An Image Is a Mystery for Photo Detectives
The phone call was routine, the kind often made before big auctions. Sotheby’s was preparing to sell a striking rust-brown image of a leaf on paper, long thought to have been made by William Henry Fox Talbot, one of the inventors of photography. So the auction house contacted a Baltimore historian considered to be the world’s leading Talbot expert and asked if he could grace the sale’s catalog with any interesting scholarly details about the print — known as a photogenic drawing, a crude precursor to the photograph.
“I got back to them and said, ‘Well, the first thing I would say is that this was not made by Talbot,’ ” the historian, Larry J. Schaaf, recalled in a recent interview.
“That was not what they were expecting to hear, to say the least.”
In the weeks since Dr. Schaaf’s surprising pronouncement was made public, “The Leaf,” originally thought to have been made around 1839 or later, has become the talk of the photo-historical world. The speculation about its origins became so intense that Sotheby’s and the print’s owners decided earlier this month to postpone its auction, so that researchers could begin delving into whether the image may be, in fact, one of the oldest photographic images in existence, dating to the 1790s.
This week the Metropolitan Museum of Art and the J. Paul Getty Museum in Los Angeles, which own similar photogenic drawings that once belonged to the same album as “The Leaf,” said that they planned to perform scientific analysis and further research on their images as well.
With these decisions, suddenly, a group of antique images known to the academic and auction worlds at least since 1984 — when Sotheby’s first sold them, fetching only $776 for the leaf print — have become the subjects of a high-profile detective story that could lead back to the earliest, murky years of the birth of photo technology and that could help to fill in crucial historical blanks.
Dr. Schaaf, who said he was not paid by Sotheby’s or by the owner of “The Leaf” print, said that he had been aware of the images — also known as photograms, cameraless prints made by placing objects on photosensitive paper exposed to light — for many years. He had seen five of the six prints that were once compiled in an album by Henry Bright, a Briton whose family was part of a group of scientists and tinkerers active around Bristol in the late 18th century.
But as with so many other early photographic images, Dr. Schaaf said, there was so little information about these that he never gave much thought to their origins. “In most cases we just don’t have any place even to get started,” he said.
It was when Sotheby’s inquiry reminded him that the images came from the Henry Bright family that he began to think about them again and to connect the dots with research that he had been doing for years into a group of photographic experimenters who had long predated Talbot and Louis-Jacques-Mandé Daguerre, the other acknowledged inventor of photography.

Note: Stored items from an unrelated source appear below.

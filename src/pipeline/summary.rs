use super::record::RunRecord;
use crate::util::{format_duration, format_thousands};

const BANNER: &str = "==================== OVERALL SUMMARY ====================";

/// The OVERALL SUMMARY block for a finished (or failed) run.
pub fn build_overall_summary(record: &RunRecord) -> String {
    let mut lines = vec![BANNER.to_string()];
    lines.push(format!("Run: {}", record.run_id));
    lines.push(format!("Case: {}", record.case));
    lines.push(format!("Model: {}", record.settings.model));
    lines.push(format!("Persona: {}", record.persona_set));
    lines.push(format!("Reasoning: {}", record.settings.reasoning_effort));
    lines.push(format!("Verbosity: {}", record.settings.verbosity));
    lines.push(format!(
        "Start: {}",
        record.started_at.format("%Y-%m-%d %H:%M:%S")
    ));
    if let Some(ended) = record.ended_at {
        lines.push(format!("End:   {}", ended.format("%Y-%m-%d %H:%M:%S")));
    }
    lines.push(format!("Duration: {}", format_duration(record.duration())));

    let usage = &record.usage;
    lines.push("Tokens:".to_string());
    lines.push(format!("  • Input Tokens: {}", format_thousands(usage.input_tokens)));
    lines.push(format!(
        "  • Output Tokens: {} (reasoning={}, visible={})",
        format_thousands(usage.output_tokens),
        format_thousands(usage.reasoning_tokens),
        format_thousands(usage.visible_output_tokens())
    ));
    lines.push(format!("  • Total Tokens: {}", format_thousands(usage.total_tokens)));

    lines.push("Artifacts:".to_string());
    if record.artifacts().is_empty() {
        lines.push("  • (none)".to_string());
    }
    for artifact in record.artifacts() {
        lines.push(format!(
            "  • {} (round {})",
            artifact.file_stem(),
            artifact.round
        ));
    }

    lines.push(format!("Corrections: {}", record.iterations));
    if let Some(status) = &record.status {
        lines.push(format!("Status: {}", status));
    }

    lines.push("Final audit:".to_string());
    match &record.final_verdict {
        Some(verdict) => {
            lines.push(format!(
                "  • Verdict: {}",
                verdict.verdict().as_str().to_uppercase()
            ));
            lines.push(format!("  • Non-compliant rules: {}", verdict.rules().len()));
            for rule in verdict.rules() {
                lines.push(format!("    - {}: {}", rule.rule_id, rule.message));
            }
        }
        None => lines.push("  • Verdict: UNKNOWN".to_string()),
    }

    lines.push("=".repeat(BANNER.chars().count()));
    lines.join("\n") + "\n"
}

Probably in the 1790s, according to accounts written shortly afterward, Thomas Wedgwood, a son of the Wedgwood china family, began experimenting with what he called solar pictures, making images on paper coated with a silver nitrate solution. A friend of his, James Watt, wrote in a 1799 letter that he intended to try similar experiments and in 1802 another friend, Humphry Davy, wrote an account of Wedgwood’s experiments in an article for a scientific-society journal, titling it “An Account of a Method of Copying Paintings upon Glass, and of Making Profiles, by the Agency of Light Upon Nitrate of Silver.”
Like the lost plays of Aeschylus that were written about but did not survive themselves, no known examples of the work of Wedgwood and his circle have ever been found. But Dr. Schaaf, in looking deeper into the leaf image, realized that these legendary lost images had something else in common: their creators were all part of the close social circle of the family of Henry Bright.
“The reason that I got so excited about this was that it was the most solid, indicative collection I’ve seen,” he said. “I’m fully prepared for ‘The Leaf’ to have been made by Henry Bright, or by his father, after the 1790s. But I’ve never seen a story that fits together so neatly.”
He added, with the resolve that comes from more than 30 years of research into early photography and Talbot, “Someone could obviously come along and say that these images are all in fact Talbots, but they would be wrong.”
Jill Quasha is the photo dealer and expert who bought “The Leaf” in 1989 as she was building the Quillan Collection, a group of world-renowned photographs that Sotheby’s sold (without the leaf print) for almost $9 million on April 7. She said that it was still too early to say exactly what type of research would be conducted on the image. Tests could include those to determine the age of the paper and to identify the chemical makeup of any substances on the paper.
“I think it has to be done quickly and efficiently and with the least amount of damage to the photograph,” said Ms. Quasha, who added that she hoped the research could be completed within six months so that the print could be put up for auction again with a more iron-clad, and perhaps stunning, provenance. (As a Talbot, it was estimated to sell for $100,000 to $150,000; if it is determined to be older, it could bring substantially more.)
But Dr. Schaaf cautioned that even when the all scientific evidence is in — along with what might be found by deep sleuthing in the archives of the families of Bright, Wedgwood, Watt and Davy — the best that experts might be able to say about it being among the oldest photographic images is “maybe.”
“Somewhere in the course of the work we might find a smoking gun,” he said. “But then again, we very well might not.”